Combining single-cell genomics and computational techniques, a research team including Paul Robson, Ph.D., director of single-cell biology at The Jackson Laboratory (JAX), has defined cell-type composition of cancerous cells from 11 colorectal tumors, as well as adjacent noncancerous cells, a key to more targeted diagnosis and treatment.
"Using single-cell signatures," says JAX Research Scientist Elise Courtois, Ph.D., co-first author of a study published in Nature Genetics, "colorectal cancers can be further divided into subgroups based on cell-type composition of tumors. Because each of these subgroups has a different survival probability, our approach can provide oncologists with better information about prognosis and treatment options."
Advances in tumor genomic sequencing have improved classification of tumor subtypes, guiding more precise cancer treatments and improving patient survival.
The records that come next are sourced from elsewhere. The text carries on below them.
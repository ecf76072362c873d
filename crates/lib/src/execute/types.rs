//! Types for multi-target execution.

use std::collections::BTreeMap;
use std::sync::Arc;

use thiserror::Error;

use crate::build::{BaseSource, BuildError, ImageArtifact, StepExecutor};
use crate::cache::{CacheMode, LayerCache};
use crate::context::BuildContext;
use crate::platform::Platform;
use crate::recipe::ImageRecipe;

/// Why a target produced no image.
#[derive(Debug, Error)]
pub enum TargetError {
  #[error(transparent)]
  Build(#[from] BuildError),

  /// The build task panicked or was aborted.
  #[error("build task did not complete: {0}")]
  Aborted(String),

  /// Cancellation was requested before the build started.
  #[error("cancelled before the build started")]
  Cancelled,
}

/// Read-only inputs shared by every target task.
#[derive(Clone)]
pub struct SharedInputs {
  pub recipe: Arc<ImageRecipe>,
  pub context: Arc<BuildContext>,
  /// Resolves the recipe's base image per target.
  pub base: Arc<dyn BaseSource>,
  pub cache: Arc<dyn LayerCache>,
  pub executor: Arc<dyn StepExecutor>,
}

/// Configuration for target execution.
#[derive(Debug, Clone)]
pub struct ExecuteConfig {
  /// Maximum number of targets built at once.
  pub parallelism: usize,
  pub cache_mode: CacheMode,
}

impl Default for ExecuteConfig {
  fn default() -> Self {
    Self {
      parallelism: num_cpus(),
      cache_mode: CacheMode::default(),
    }
  }
}

/// Get the number of CPUs for default parallelism.
fn num_cpus() -> usize {
  std::thread::available_parallelism().map(|p| p.get()).unwrap_or(4)
}

/// Outcome of building every target, collected at the join barrier.
#[derive(Debug, Default)]
pub struct TargetResults {
  /// Successfully built images.
  pub built: BTreeMap<Platform, ImageArtifact>,

  /// Targets that failed, in platform order.
  pub failed: Vec<(Platform, TargetError)>,
}

impl TargetResults {
  /// Returns true if every target produced an image.
  pub fn is_success(&self) -> bool {
    self.failed.is_empty()
  }

  /// Returns the total number of targets processed.
  pub fn total(&self) -> usize {
    self.built.len() + self.failed.len()
  }

  /// Images in the given target order. `None` unless every target succeeded.
  pub fn ordered(&self, targets: &[Platform]) -> Option<Vec<&ImageArtifact>> {
    if !self.is_success() {
      return None;
    }
    targets.iter().map(|p| self.built.get(p)).collect()
  }
}

#[cfg(test)]
mod tests {
  use super::*;
  use crate::platform::arch::Arch;
  use crate::platform::os::Os;

  #[test]
  fn empty_results_are_successful() {
    let result = TargetResults::default();
    assert!(result.is_success());
    assert_eq!(result.total(), 0);
    assert!(result.ordered(&[]).unwrap().is_empty());
  }

  #[test]
  fn any_failure_withholds_ordered_images() {
    let mut result = TargetResults::default();
    result
      .failed
      .push((Platform::new(Os::Linux, Arch::Arm64), TargetError::Cancelled));

    assert!(!result.is_success());
    assert_eq!(result.total(), 1);
    assert!(result.ordered(&[Platform::new(Os::Linux, Arch::Arm64)]).is_none());
  }

  #[test]
  fn default_parallelism_is_positive() {
    assert!(ExecuteConfig::default().parallelism >= 1);
  }
}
However, tumors typically contain a variety of cancerous and noncancerous cells that all contribute to the biology of the tumor.
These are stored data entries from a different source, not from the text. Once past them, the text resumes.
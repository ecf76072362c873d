//! Implementation of the `probeship build` command.
//!
//! Builds images for the selected platforms against the local layer cache and
//! reports per-platform digests and cache usage. Nothing is published.

use std::path::Path;
use std::time::Instant;

use anyhow::{Result, bail};
use serde::Serialize;

use probeship_lib::execute::build_targets;
use probeship_lib::platform::Platform;
use probeship_lib::release::{TargetReport, TargetStatus};

use crate::output::{
  OutputFormat, format_bytes, format_duration, print_error, print_json, print_layers, print_stat, print_success,
  short_digest,
};
use crate::setup::{cancellation, load_config, runtime, shared_inputs};

#[derive(Serialize)]
struct BuildSummary {
  targets: Vec<TargetReport>,
  duration_ms: u64,
}

pub fn cmd_build(config: Option<&Path>, platforms: &[Platform], output: OutputFormat) -> Result<()> {
  let start = Instant::now();
  let config = load_config(config)?;
  let inputs = shared_inputs(&config, config.credentials().ok().as_ref())?;
  let mut targets: Vec<Platform> = Vec::new();
  let requested = if platforms.is_empty() {
    &config.build.platforms[..]
  } else {
    platforms
  };
  for platform in requested {
    if !targets.contains(platform) {
      targets.push(platform.clone());
    }
  }
  let execute = config.execute_config();

  let rt = runtime()?;
  let results = rt.block_on(async {
    let cancel = cancellation(None);
    build_targets(&targets, &inputs, &execute, &cancel).await
  });

  let mut reports = Vec::new();
  for platform in &targets {
    if let Some(image) = results.built.get(platform) {
      reports.push(TargetReport::built(image));
    } else if let Some((_, err)) = results.failed.iter().find(|(p, _)| p == platform) {
      reports.push(TargetReport::failed(platform, err));
    }
  }

  if output.is_json() {
    print_json(&BuildSummary {
      targets: reports,
      duration_ms: start.elapsed().as_millis() as u64,
    })?;
  } else {
    println!();
    for report in &reports {
      match (&report.status, &report.manifest_digest) {
        (TargetStatus::Built, Some(digest)) => {
          print_success(&format!("{} {}", report.platform, short_digest(digest.as_str())));
          print_layers(report.cache_hits, report.cache_misses);
          print_stat("Size", &format_bytes(report.layer_bytes));
        }
        _ => print_error(&format!(
          "{}: {}",
          report.platform,
          report.error.as_deref().unwrap_or("failed")
        )),
      }
    }
    print_stat("Duration", &format_duration(start.elapsed()));
  }

  if !results.is_success() {
    bail!("{} of {} targets failed", results.failed.len(), results.total());
  }
  Ok(())
}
To date, gene expression in such tumors has been profiled using bulk transcriptome methods, providing a single transcriptome measure for what, in essence, represents many cell types. By employing single-cell transcriptomic technology it is now possible to deconstruct a tumor into its component cell-type parts and therefore gain a better understanding of the underlying biology.
Robson and co-senior authors Shyam Prabhakar, a computational biologist at the Genome Institute of Singapore, and Iain Beehuat Tan, a medical oncologist at the National Cancer Centre Singapore, led an effort that screened 626 randomly selected individual cells from the colorectal tumors and adjacent normal cell samples using single-cell RNA sequencing.
Computationally examining each cell's transcriptome (the readout of all the messenger RNA molecules in that cell) using their new algorithm, the researchers identified two distinct subtypes of cancer-associated fibroblasts (CAFs). These CAFs significantly contributed to the mesenchymal gene expression found in bulk tumor transcriptome data, a signature more often associated with a cancer cell process known as epithelial-mesenchymal transition. Their data make the case that CAFs contribute to a worse prognosis in colorectal cancer patients.
These findings, Robson notes, show promise for even more refined classification of colorectal and other tumors in the future. "And as the cost of single-cell transcriptomic analysis continues to drop, oncologists can access better tumor profiling to guide the treatment of cancer patients," he says.